Activating sp Hybridization of Zinc Iodide via π sp-p Bonding Donation Enables Ah-Level Seawater-based Wearable Zinc-Iodine Pouch Cells
Abstract
Seawater-based zinc-iodine batteries are promising for marine energy storage, offshore renewable integration, deep-sea robot power supply owing to their intrinsic safety, low cost and abundant electrolyte resources. Their practical deployment, however, is limited by zinc anode instability in complex seawater electrolytes, which accelerates corrosion and dendrite growth, and by iodine cathodes with sluggish kinetics and severe polyiodide migration, resulting in poor reversibility. Here we develop a multifunctional catalytic strategy that simultaneously stabilizes the zinc-electrolyte interface via passivation protection and activates iodine redox chemistry through hybridized πsp-p orbital interactions, enabling efficient zinc-iodine conversion while suppressing parasitic polyiodide reactions.
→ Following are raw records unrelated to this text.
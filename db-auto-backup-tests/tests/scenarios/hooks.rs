//! End-of-run hook calls

use test_utils::fixtures;
use test_utils::{ConfigBuilder, HookMethod, MockExec, MockTransport, TestContext};

#[tokio::test]
async fn test_no_hook_configured_sends_nothing() {
    let ctx = TestContext::new();
    let runtime = ctx
        .runtime()
        .with_container(fixtures::postgres_container("p1", "app-db"))
        .with_exec("p1", "pg_dumpall", MockExec::fail(1, "boom"));

    let report = ctx.manager(runtime).run_once().await;

    assert!(!report.success());
    assert!(ctx.transport().get_requests().is_empty());
}

#[tokio::test]
async fn test_hook_failure_does_not_change_outcome() {
    let ctx = TestContext::from_builder(ConfigBuilder::new().with_success_url("http://hooks.test/ok"))
        .with_transport(MockTransport::new().with_failure());
    let runtime = ctx
        .runtime()
        .with_container(fixtures::postgres_container("p1", "app-db"))
        .with_exec("p1", "pg_dumpall", MockExec::stdout("dump"));

    let report = ctx.manager(runtime).run_once().await;

    assert!(report.success());
    assert_eq!(ctx.backup_files(), vec!["app-db.sql"]);
}

#[tokio::test]
async fn test_failure_payload_lists_every_target() {
    let ctx = TestContext::from_builder(ConfigBuilder::new().with_failure_url("http://hooks.test/fail"));
    let runtime = ctx
        .runtime()
        .with_container(fixtures::postgres_container("p1", "app-db"))
        .with_container(fixtures::mysql_container("m1", "shop-db"))
        .with_exec("p1", "pg_dumpall", MockExec::stdout("dump"))
        .with_exec("m1", "mysql", MockExec::fail(1, "Access denied for user 'root'"));

    let report = ctx.manager(runtime).run_once().await;
    assert!(!report.success());

    let requests = ctx.transport().get_requests();
    assert_eq!(requests.len(), 1);
    let request = &requests[0];
    assert_eq!(request.method, HookMethod::Post);

    let body = request.body.as_ref().unwrap();
    assert_eq!(body["success"], false);
    assert!(body["summary"].as_str().unwrap().contains("shop-db"));
    assert!(body["started_at"].as_str().is_some());

    let targets = body["targets"].as_array().unwrap();
    assert_eq!(targets.len(), 2);
    assert_eq!(targets[0]["name"], "app-db");
    assert_eq!(targets[0]["engine"], "postgres");
    assert_eq!(targets[0]["success"], true);
    assert_eq!(targets[0]["file"], "app-db.sql");
    assert_eq!(targets[1]["name"], "shop-db");
    assert_eq!(targets[1]["success"], false);
    assert!(targets[1]["error"].as_str().unwrap().contains("Access denied"));
}

#[tokio::test]
async fn test_only_success_url_receives_failures_too() {
    let ctx = TestContext::from_builder(ConfigBuilder::new().with_success_url("http://hooks.test/ping"));
    let runtime = ctx
        .runtime()
        .with_container(fixtures::redis_container("r1", "cache"))
        .with_exec("r1", "redis-cli", MockExec::stdout("ERR disabled"));

    let report = ctx.manager(runtime).run_once().await;

    assert!(!report.success());
    let requests = ctx.transport().get_requests();
    assert_eq!(requests.len(), 1);
    assert_eq!(requests[0].url, "http://hooks.test/ping");
    assert_eq!(requests[0].method, HookMethod::Post);
}

#[tokio::test]
async fn test_empty_dump_flagged_in_payload() {
    let ctx = TestContext::from_builder(
        ConfigBuilder::new()
            .with_failure_url("http://hooks.test/fail")
            .with_success_url("http://hooks.test/ok"),
    );
    let runtime = ctx
        .runtime()
        .with_container(fixtures::mysql_container("m1", "empty-db"))
        .with_container(fixtures::postgres_container("p1", "broken"))
        .with_exec("m1", "mysql", MockExec::stdout(fixtures::mysql_database_list(&[])))
        .with_exec("p1", "pg_dumpall", MockExec::fail(1, "boom"));

    ctx.manager(runtime).run_once().await;

    let requests = ctx.transport().get_requests();
    let body = requests[0].body.as_ref().unwrap();
    let empty = body["targets"]
        .as_array()
        .unwrap()
        .iter()
        .find(|t| t["name"] == "empty-db")
        .unwrap();
    assert_eq!(empty["success"], true);
    assert_eq!(empty["bytes"], 0);
    assert_eq!(empty["warning"], "empty dump");
}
Consequently, flexible the modified cells retain a stable capacity of 130 mAh/g over 25000 cycles and deliver Ah-level capacities of 1.01 Ah and 0.41 Ah with 100 and 2700 cycles, respectively, while maintaining mechanical robustness and stable operation from 0 to 25 oC, underscoring their potential for practical seawater-based batteries toward offshore energy storage.